Firstly, the PowerSkin looks great. As soon as you remove it from its box, you’ll notice a refreshing appearance that’s unlike many of the other battery cases on the market. I’ve had and reviewed a number of these things, but the PowerSkin is actually the first I’ve used to be made from silicone. And I’m a big fan of it.
PowerSkin claims that this case is lightweight, and those claims aren’t unfounded; of course, there is a little weight there, but you’ve got to expect that from a case with a built-in battery, and there isn’t so much that it’s unbearable. Again, the silicone helps keep the weight down, and means the PowerSkin should be lighter than many of its hard plastic rivals.
But just like its hard plastic rivals, the PowerSkin is incredibly protective. That silicone is thick enough to withstand some pretty big drops without doing any damage to your device. And it’s sturdy; the build quality is excellent and I certainly don’t feel like the PowerSkin is going to deteriorate anytime soon.
The built-in battery status LEDs mean you can continuously keep track of your remaining battery life — simply by touching the button on the bottom of the case. Hold that button in and it’ll turn the PowerSkin’s charging function off. This is great if you don’t want it to continually charge your iPhone while you’re using it.
For me, the battery life with the PowerSkin is fantastic. After a couple of days of use, I found myself pressing the button at the bottom of the case continually just waiting for the thing to run out. On long journeys, where I’d usually listen to music or catch up on TV shows, would probably eat around 20% of my battery before — meaning that by dinner time my iPhone needed more power. With the PowerSkin, however, my iPhone didn’t even feel it.

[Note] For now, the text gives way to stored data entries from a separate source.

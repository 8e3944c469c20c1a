//! Engine components.
//!
//! Each component owns one concern and talks to storage through the store
//! traits; [`crate::engine::DonationEngine`] wires them together and owns
//! the clock.

pub mod aggregate;
pub mod ingestion;
pub mod leaderboard;
pub mod milestone;
pub mod referral;
pub mod scheduler;

pub use aggregate::AggregateUpdater;
pub use ingestion::DonationIngestion;
pub use leaderboard::{LeaderboardRanker, RecomputeSummary};
pub use milestone::MilestoneEvaluator;
pub use referral::{AttributionEngine, AttributionError, AttributionOutcome, RejectReason};
pub use scheduler::LeaderboardScheduler;
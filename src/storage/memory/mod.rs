//! In-memory storage.
//!
//! [`MemoryStore`] implements every store trait over one lock-protected set
//! of tables, so each trait method is atomic with respect to the others.
//! Used by the `memory` storage type and by tests, which can also inject
//! failures and write conflicts.

use std::collections::{HashMap, HashSet};

use tokio::sync::RwLock;

use super::{Direction, Result, StorageError};
use crate::model::{
    Donation, DonationSummary, LeaderboardEntry, LeaderboardKey, PeriodKind, ReferralReward,
    ReferralTracking, ReferrerTotals, RunningTotal,
};

mod aggregate;
mod leaderboard;
mod ledger;
mod referral;


type SummaryKey = (String, PeriodKind, chrono::NaiveDate);

#[derive(Default)]
struct Tables {
    donations: HashMap<String, Donation>,
    child_totals: HashMap<String, RunningTotal>,
    region_totals: HashMap<String, RunningTotal>,
    summaries: HashMap<SummaryKey, DonationSummary>,
    applications: HashSet<(String, Direction)>,
    tracking: HashMap<String, ReferralTracking>,
    rewards: Vec<ReferralReward>,
    referrer_totals: HashMap<String, ReferrerTotals>,
    leaderboards: HashMap<LeaderboardKey, Vec<LeaderboardEntry>>,
}

/// In-memory implementation of all store traits.
#[derive(Default)]
pub struct MemoryStore {
    tables: RwLock<Tables>,
    fail_referral_writes: RwLock<bool>,
    fail_leaderboard_writes: RwLock<bool>,
    tracking_conflicts: RwLock<u32>,
    reward_failures: RwLock<u32>,
    aggregate_failures: RwLock<u32>,
}

impl MemoryStore {
    pub fn new() -> Self {
        Self::default()
    }

    /// Make every referral write fail with `Unavailable`.
    pub async fn set_fail_referral_writes(&self, fail: bool) {
        *self.fail_referral_writes.write().await = fail;
    }

    /// Make every leaderboard snapshot replace fail with `Unavailable`.
    pub async fn set_fail_leaderboard_writes(&self, fail: bool) {
        *self.fail_leaderboard_writes.write().await = fail;
    }

    /// Fail the next `count` tracking updates with `Conflict`, as if another
    /// writer had bumped the version first.
    pub async fn inject_tracking_conflicts(&self, count: u32) {
        *self.tracking_conflicts.write().await = count;
    }

    /// Fail the next `count` reward grants with `Unavailable`.
    pub async fn fail_next_reward_grants(&self, count: u32) {
        *self.reward_failures.write().await = count;
    }

    /// Fail the next `count` aggregate applies or reverts with `Unavailable`.
    pub async fn fail_next_aggregate_writes(&self, count: u32) {
        *self.aggregate_failures.write().await = count;
    }

    pub async fn donation_count(&self) -> usize {
        self.tables.read().await.donations.len()
    }

    async fn check_referral_writes(&self) -> Result<()> {
        if *self.fail_referral_writes.read().await {
            return Err(StorageError::Unavailable(
                "referral writes disabled".to_string(),
            ));
        }
        Ok(())
    }

    async fn take_failure(counter: &RwLock<u32>, what: &str) -> Result<()> {
        let mut pending = counter.write().await;
        if *pending > 0 {
            *pending -= 1;
            return Err(StorageError::Unavailable(format!("injected {what} failure")));
        }
        Ok(())
    }
}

As for charging, I slapped it on my iPhone 4 while the battery was near enough dead and it gave me 51% of battery life in just one hour. To charge completely, the PowerSkin took just under two hours, which I though was rather impressive — that matches the PhoneSuit Elite, and it’s just as long as it takes my iPhone to charge while hooked up to the mains.
It seems to be pretty much perfect in every way. It looks good, it feels good, it’s not too heavy, the battery life is good… I could go on all day.

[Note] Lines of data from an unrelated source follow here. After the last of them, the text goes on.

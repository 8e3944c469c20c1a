//! Donation Engine - donation ledger for a child-sponsorship charity
//!
//! Records donations immutably, keeps child and region running totals and
//! per-period summaries in step, attributes donations to referral codes,
//! evaluates milestones and ranks donors, regions and schools.
//!
//! Start with [`DonationEngine`]; storage backends live in [`storage`].

pub mod config;
pub mod discovery;
pub mod engine;
pub mod error;
pub mod interfaces;
pub mod model;
pub mod services;
pub mod storage;
pub mod utils;

pub use engine::DonationEngine;
pub use error::{EngineError, Result};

However, when you compare it to some of the other cases we’ve reviewed this week, there is a little room for improvement. The PowerSkin takes nearly just as long to charge as the PhoneSuit Elite — which is considerably longer than the XtremeMac InCharge Mobile — a whopping five-hour wait before full charge. And it can’t match the PhoneSuit Elite‘s sleekness, even though the latter has a slightly larger battery.
Again, picking fault with the PowerSkin really is a difficult task. There’s so much I like about it, and I really can’t seem to find anything I don’t. It’s by far the best battery case I’ve used for the iPhone 4 to date; I can’t recommend it enough. However, its charge time can be improved a little, and it could lose a little weight.